Chauffez les guitares
Je viens de finir la biographie de l’Abbé Fritkau, ou tout au moins sa « ma 33ème année » où il raconte au lendemain de la guerre 39-45, la déportation du peuple allemand de Prusse dans les camps de travail de la Russie. Je craignais un peu le parallèle avec la 33ème année du calvaire du christ, mais cet abbé, sans cacher ses convictions religieuses n’en fait pas un roman de propagande pour la religion chrétienne mais plutôt un récit sans complaisances ni fioritures des événements qu’il a vécu. La froide horreur de la déportation, où le corps et la chair des hommes comme des femmes ne vaut pas plus que l’énergie qu’ils représentent.
J’étais plutôt bouleversé par les abimes de l’indifférence où peuvent sombrer les peuples lorsque les personnes croisées lors de ma promenade quotidienne n’ont de nouveau fait espérer.

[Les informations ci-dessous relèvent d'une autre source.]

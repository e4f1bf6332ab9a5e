//! Scale sets for multi-scale matching.

use crate::config::ScaleSweep;
use crate::util::math::round_scale;
use crate::util::{EngineError, EngineResult};

/// Sorted, deduplicated template scales derived from the window and capture scales.
#[derive(Clone, Debug, PartialEq)]
pub struct ScaleSet {
    base: f32,
    capture: f32,
    scales: Vec<f32>,
}

impl ScaleSet {
    /// Composes `window_scale * capture_scale` with an optional multiplier sweep.
    ///
    /// The sweep covers `center - range ..= center + range` in `steps` evenly
    /// spaced multipliers. Results are rounded to three decimals, so nearby
    /// multipliers may collapse into one scale.
    pub fn compute(
        window_scale: f32,
        capture_scale: f32,
        sweep: Option<&ScaleSweep>,
    ) -> EngineResult<Self> {
        for value in [window_scale, capture_scale] {
            if !value.is_finite() || value <= 0.0 {
                return Err(EngineError::InvalidScale {
                    reason: "window and capture scales must be positive",
                });
            }
        }
        let base = window_scale * capture_scale;
        let multipliers: Vec<f32> = match sweep {
            Some(sweep) if sweep.steps > 1 => {
                let n = sweep.steps - 1;
                (0..=n)
                    .map(|i| sweep.center - sweep.range + 2.0 * sweep.range * i as f32 / n as f32)
                    .collect()
            }
            Some(sweep) => vec![sweep.center],
            None => vec![1.0],
        };
        let mut scales: Vec<f32> = multipliers
            .into_iter()
            .map(|m| round_scale(base * m))
            .filter(|s| s.is_finite() && *s > 0.0)
            .collect();
        scales.sort_by(|a, b| a.total_cmp(b));
        scales.dedup();
        if scales.is_empty() {
            return Err(EngineError::InvalidScale {
                reason: "scale sweep produced no positive scale",
            });
        }
        Ok(Self {
            base,
            capture: capture_scale,
            scales,
        })
    }

    /// Window scale times capture downscale; used for coordinate mapping.
    pub fn base(&self) -> f32 {
        self.base
    }

    /// Global capture downscale.
    pub fn capture(&self) -> f32 {
        self.capture
    }

    /// Scales in ascending order.
    pub fn scales(&self) -> &[f32] {
        &self.scales
    }

    pub fn len(&self) -> usize {
        self.scales.len()
    }

    pub fn is_empty(&self) -> bool {
        self.scales.is_empty()
    }

    /// Index of the scale closest to the base scale.
    pub fn base_index(&self) -> usize {
        self.scales
            .iter()
            .enumerate()
            .min_by(|(_, a), (_, b)| {
                (**a - self.base)
                    .abs()
                    .total_cmp(&(**b - self.base).abs())
            })
            .map(|(idx, _)| idx)
            .unwrap_or(0)
    }
}

#[cfg(test)]
mod tests {
    use super::ScaleSet;
    use crate::config::ScaleSweep;

    #[test]
    fn composes_window_capture_and_sweep() {
        let sweep = ScaleSweep {
            center: 1.0,
            range: 0.1,
            steps: 3,
        };
        let set = ScaleSet::compute(0.8, 0.5, Some(&sweep)).unwrap();
        assert_eq!(set.scales(), &[0.36, 0.4, 0.44]);
        assert_eq!(set.base_index(), 1);
        assert!((set.base() - 0.4).abs() < 1e-6);
    }

    #[test]
    fn rounding_deduplicates() {
        let sweep = ScaleSweep {
            center: 1.0,
            range: 0.0004,
            steps: 5,
        };
        let set = ScaleSet::compute(1.0, 1.0, Some(&sweep)).unwrap();
        assert_eq!(set.scales(), &[1.0]);
    }

    #[test]
    fn rejects_non_positive_inputs() {
        assert!(ScaleSet::compute(0.0, 1.0, None).is_err());
        assert!(ScaleSet::compute(1.0, f32::NAN, None).is_err());
        let sweep = ScaleSweep {
            center: 0.1,
            range: 0.5,
            steps: 2,
        };
        let set = ScaleSet::compute(1.0, 1.0, Some(&sweep)).unwrap();
        assert_eq!(set.scales(), &[0.6]);
    }
}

Tout d’abord, j’ai croisé Marc, un jeune homme avec un léger handicap mental qui s’était accroché par hasard à notre association et qui s’en va quitter la région pour suivre ses parents vers le Sud où se trouvent ses racines. Du coup, comme il aime la lecture, je lui ai offert l’ouvrage.
Un peu plus en avant dans le parc, j’ai aperçue Mme Danquin en pleine conversation avec un SDF attentif. Je me suis approché, un peu méfiant puisqu’il s’agit là d’une personne en situation de faiblesse morale depuis la disparition de son mari. Elle lui racontait combien certain peuvent abuser en venant il y a quelques jours lui voler dans le bus son porte-monnaie et la petite pendule qui lui sert de montre. Le sans domicile fixe compatissait et après l’avoir salué je lui demandais si elle avait trouvé la pendulette que Loïc m’a dit lui avoir déposé dans sa boite à lettre. Lorsqu’avec le sourire, elle a sortie de son ample cabas le petit réveil de voyage, je me suis senti déjà un peu plus léger.
Enfin, je suis tombé, après lui avoir rappelé notre rendez-vous dimanche prochain pour le repas, sur un groupe de noirs (ou des gens de couleur pour les âmes sensibles ou les faux jetons) qui par leur musique souhaitaient exprimer à la face du monde ou au moins aux passants, la joie et la plénitude qu’ils ressentent à vivre leur foie. Ils la partageaient à gorges déployées, sans aucune contre partie comme ils partageaient leur goûter et malgré les nuages, ma journée en fut radieuse.